Le 15 décembre 2015, au Centre Sueco à Pointe Noire, Publiez ce que vous payez – Congo1 a présenté à la presse et aux représentants des administrations publiques concernées son rapport, disponible en cliquant ici, de suivi des investissements publics dans le domaine de la santé (exercice 2014), intitulé « De l’urgence d’améliorer l’efficacité de la dépense publique ».

Publiez ce que vous payez – Congo s’est engagée depuis 2012 à suivre la destination finale des revenus issus de l’exploitation des ressources naturelles et développe ainsi un programme de suivi des investissements publics dans le domaine de la santé. Ce projet s’intègre notamment dans la Stratégie 20/202 de la campagne internationale du même nom. Il s’agit d’étendre le plaidoyer pour la transparence des revenus de l’Etat – rendu possible par l’engagement du Congo dans l’Initiative pour la Transparence dans les Industries Extractives (ITIE) – en s’attelant à mesurer leur utilisation et leur impact sur les conditions de vie des Congolais.

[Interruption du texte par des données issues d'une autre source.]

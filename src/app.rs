use std::sync::{Arc, Mutex};

use dioxus::prelude::*;
use futures::StreamExt;
use tokio::sync::mpsc;

use crate::{
    components::{play_box::PlayBox, settings_box::SettingsBox, status_bar::StatusBar},
    launcher::{backend::BackendEvent, heartbeat::Heartbeat},
    state::{state::YaccLauncherStore, store::LauncherStore},
};

struct BackendTasks {
    receiver: mpsc::UnboundedReceiver<BackendEvent>,
    heartbeat: Heartbeat,
}

/// Backend event channel and the heartbeat feeding it, started by the first [App] render.
#[derive(Clone)]
pub struct BackendEvents(Arc<Mutex<Option<BackendTasks>>>);

impl BackendEvents {
    pub fn new(receiver: mpsc::UnboundedReceiver<BackendEvent>, heartbeat: Heartbeat) -> Self {
        BackendEvents(Arc::new(Mutex::new(Some(BackendTasks { receiver, heartbeat }))))
    }

    fn take(&self) -> Option<BackendTasks> {
        self.0.lock().unwrap_or_else(|poisoned| poisoned.into_inner()).take()
    }
}

#[component]
pub fn App() -> Element {
    let store = use_context::<Arc<LauncherStore>>();
    let events = use_context::<BackendEvents>();
    let mut snapshot = use_context_provider(|| Signal::new(store.snapshot()));

    let startup_store = store.clone();
    use_hook(move || {
        let Some(BackendTasks { receiver, heartbeat }) = events.take() else {
            return;
        };

        spawn(async move {
            if let Err(e) = startup_store.hydrate().await {
                tracing::error!("Failed restoring launcher settings: {}", e);
            }
            tokio::spawn(heartbeat.run());
            startup_store.pump_backend_events(receiver).await;
        });
    });

    use_future(move || {
        let store = store.clone();
        async move {
            let mut updates = std::pin::pin!(store.subscribe());
            while let Some(next) = updates.next().await {
                snapshot.set(next);
            }
        }
    });

    rsx! {
        div {
            class: "w-screen h-screen flex flex-col items-center justify-between bg-black text-white",
            h1 { class: "text-4xl font-bold pt-8", "YACC Launcher" }
            SettingsBox {}
            PlayBox {}
            StatusBar {}
        }
    }
}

Poursuivant son travail de promotion de la transparence et de monitoring de la gouvernance publique, Publiez ce que vous payez – Congo publie un nouveau rapport de suivi budgétaire. Après avoir évalué l’exécution des budgets de la santé pour les exercices 2011, 2012 et 2013 dans un rapport de décembre 2014, rapport dans l’ensemble bien accueilli par le public et les administrations, Publiez ce que vous payez – Congo témoigne à présent des résultats de l’étude sur le budget du Ministère de la Santé et de la Population de l’exercice 2014.
Le suivi de la dépense publique est indispensable au développement de meilleures pratiques en matière de gestion des finances publiques, d’autant plus que la baisse des recettes de l’Etat, conséquente à la chute des cours du pétrole, exige de réels changements de méthode et de comportement de la part de tous les acteurs. La réduction des ressources disponibles appelle en effet une réduction des déperditions tout au long de la chaîne de la dépense publique et une amélioration de l’efficacité de la dépense, afin que les fonds permettent un véritable développement économique et social, au profit de tous les Congolais.
Le travail de suivi budgétaire dans le domaine particulier de la santé vise à rechercher des solutions pour que l’accès aux soins de qualité devienne une réalité. Le Congo consacre, selon les lois de finances, des sommes très importantes à la santé – deuxième poste budgétaire des investissements exécutés en 2014 (projet de loi de règlement 2014). Il se trouve cependant que les efforts réellement consentis et les résultats observés sur le terrain ne sont pas proportionnels à ces annonces.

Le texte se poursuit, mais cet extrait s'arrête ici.